Конечно, у Пришвина был некоторый «золотой запас»: он мог гордиться одобрением замечательнейших умов России. В первую очередь — М. Горького: миросозерцание и творческая работа Пришвина удобно укладывались в упование Горького — его мечту о «новом русском человеке». Проницательные, веские и восторженные суждения о Пришвине у А. Блока, В. Розанова, Р. Иванова-Разумника, А. Ремизова и др.
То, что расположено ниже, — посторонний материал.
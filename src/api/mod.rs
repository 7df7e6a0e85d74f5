use anyhow::{Context, Result, anyhow};
use axum::{
    Extension,
    body::Body,
    extract::MatchedPath,
    http::{
        HeaderName, HeaderValue, Method, Request,
        header::{AUTHORIZATION, CONTENT_TYPE},
    },
    routing::options,
};
use std::sync::Arc;
use tokio::net::TcpListener;
use tower::ServiceBuilder;
use tower_http::{
    cors::{AllowOrigin, CorsLayer},
    request_id::PropagateRequestIdLayer,
    set_header::SetRequestHeaderLayer,
    trace::TraceLayer,
};
use tracing::{Span, info, info_span, warn};
use ulid::Ulid;
use url::Url;
use utoipa_axum::router::OpenApiRouter;
use utoipa_swagger_ui::SwaggerUi;

pub mod handlers;
// OpenAPI router wiring and route registration live in openapi.rs.
mod openapi;

pub use handlers::auth::{AuthConfig, AuthState};
pub use openapi::openapi;

/// Build the API router with all documented routes registered.
#[must_use]
pub fn router() -> OpenApiRouter {
    openapi::api_router()
}

/// Build the full application: documented routes, Swagger UI and the shared layers.
///
/// # Errors
/// Returns an error if the frontend base URL cannot be turned into a CORS origin.
pub fn app(auth_state: Arc<AuthState>) -> Result<axum::Router> {
    let frontend_origin = frontend_origin(auth_state.config().frontend_base_url())?;
    let cors = CorsLayer::new()
        .allow_headers([CONTENT_TYPE, AUTHORIZATION])
        .allow_methods([Method::GET, Method::POST])
        .allow_origin(AllowOrigin::exact(frontend_origin))
        .allow_credentials(true);

    // Documented routes come from openapi.rs; preflight-only `OPTIONS /health` and the
    // Swagger UI are added here.
    let (router, openapi) = router().split_for_parts();
    let app = router
        .route("/health", options(handlers::health::health))
        .merge(SwaggerUi::new("/swagger-ui").url("/api-docs/openapi.json", openapi))
        .layer(
            ServiceBuilder::new()
                .layer(SetRequestHeaderLayer::if_not_present(
                    HeaderName::from_static("x-request-id"),
                    |_req: &_| HeaderValue::from_str(Ulid::new().to_string().as_str()).ok(),
                ))
                .layer(PropagateRequestIdLayer::new(HeaderName::from_static(
                    "x-request-id",
                )))
                .layer(TraceLayer::new_for_http().make_span_with(make_span))
                .layer(cors)
                .layer(Extension(auth_state)),
        );

    Ok(app)
}

/// Start the server
/// # Errors
/// Return error if failed to start the server
pub async fn new(port: u16, auth_state: Arc<AuthState>) -> Result<()> {
    let backend = auth_state.audit().backend();
    if backend == "memory" {
        warn!("Audit trail is in memory: the login ceiling only holds for this process");
    }

    let app = app(auth_state)?;

    let listener = TcpListener::bind(format!("::0:{port}"))
        .await
        .with_context(|| format!("Failed to bind port {port}"))?;

    info!("Listening on [::]:{}, audit store: {}", port, backend);

    axum::serve(listener, app.into_make_service())
        .with_graceful_shutdown(async {
            if let Err(err) = tokio::signal::ctrl_c().await {
                warn!("Failed to listen for shutdown signal: {err}");
            }
            info!("Gracefully shutdown");
        })
        .await?;

    Ok(())
}

fn make_span(request: &Request<Body>) -> Span {
    let request_id = request
        .headers()
        .get("x-request-id")
        .and_then(|val| val.to_str().ok())
        .unwrap_or("none");
    let matched_path = request
        .extensions()
        .get::<MatchedPath>()
        .map_or_else(|| request.uri().path(), MatchedPath::as_str);

    info_span!(
        "http.request",
        http.method = %request.method(),
        http.route = matched_path,
        request_id
    )
}

fn frontend_origin(frontend_base_url: &str) -> Result<HeaderValue> {
    let parsed = Url::parse(frontend_base_url)
        .with_context(|| format!("Invalid frontend base URL: {frontend_base_url}"))?;
    let host = parsed.host_str().ok_or_else(|| {
        anyhow!("Frontend base URL must include a valid host: {frontend_base_url}")
    })?;
    let port = parsed
        .port()
        .map_or_else(String::new, |port| format!(":{port}"));
    let origin = format!("{}://{}{}", parsed.scheme(), host, port);
    HeaderValue::from_str(&origin).context("Failed to build frontend origin header")
}

#[cfg(test)]
mod tests {
    use super::*;
    use crate::api::handlers::auth::test_support::{FakeProvider, auth_state};
    use crate::audit::MemoryAuditStore;
    use axum::{body::to_bytes, http::StatusCode};
    use tower::ServiceExt;

    #[test]
    fn frontend_origin_strips_path() -> Result<()> {
        assert_eq!(
            frontend_origin("https://hr.example.com/app/")?,
            HeaderValue::from_static("https://hr.example.com")
        );
        assert_eq!(
            frontend_origin("http://localhost:3000")?,
            HeaderValue::from_static("http://localhost:3000")
        );
        assert!(frontend_origin("not a url").is_err());
        Ok(())
    }

    #[tokio::test]
    async fn app_sets_request_id_and_serves_health() -> Result<()> {
        let state = auth_state(Arc::new(FakeProvider::new()), Arc::new(MemoryAuditStore::new()));
        let response = app(state)?
            .oneshot(Request::builder().uri("/health").body(Body::empty())?)
            .await?;
        assert_eq!(response.status(), StatusCode::OK);
        assert!(response.headers().contains_key("x-request-id"));
        assert!(response.headers().contains_key("x-app"));
        Ok(())
    }

    #[tokio::test]
    async fn app_propagates_caller_request_id() -> Result<()> {
        let state = auth_state(Arc::new(FakeProvider::new()), Arc::new(MemoryAuditStore::new()));
        let response = app(state)?
            .oneshot(
                Request::builder()
                    .uri("/health")
                    .header("x-request-id", "req-1")
                    .body(Body::empty())?,
            )
            .await?;
        assert_eq!(
            response
                .headers()
                .get("x-request-id")
                .and_then(|value| value.to_str().ok()),
            Some("req-1")
        );
        Ok(())
    }

    #[tokio::test]
    async fn openapi_document_is_served() -> Result<()> {
        let state = auth_state(Arc::new(FakeProvider::new()), Arc::new(MemoryAuditStore::new()));
        let response = app(state)?
            .oneshot(
                Request::builder()
                    .uri("/api-docs/openapi.json")
                    .body(Body::empty())?,
            )
            .await?;
        assert_eq!(response.status(), StatusCode::OK);
        let bytes = to_bytes(response.into_body(), usize::MAX).await?;
        let doc: serde_json::Value = serde_json::from_slice(&bytes)?;
        assert!(doc["paths"]["/login"].is_object());
        Ok(())
    }
}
Но всего этого — по значению Пришвина — было все-таки крохотно мало, и, конечно, главный пафос творческого подвига Пришвина был почти не услышан со- , временниками и плохо понят.
Поэтому писательская судьба Пришвина, несмотря на кажущийся ровный накат его дороги, имеет свой драматизм и свое напряжение.
Очевидно, у каждого человека свой крест и своя Голгофа, каждого жизнь испытывает по-своему, и нам может показаться, что Пришвин крепко и всерьез был испытан бесславием... Быть может, и он смущался душой, наблюдая в прихожей Литературы пустые и банальные фигуры — этих загадочных людишек, которые вечно толкутся там, и потому у всех на глазах, и потому у всех на устах, но которые забываются тотчас же, как с их жизненного календаря упадает последний листок.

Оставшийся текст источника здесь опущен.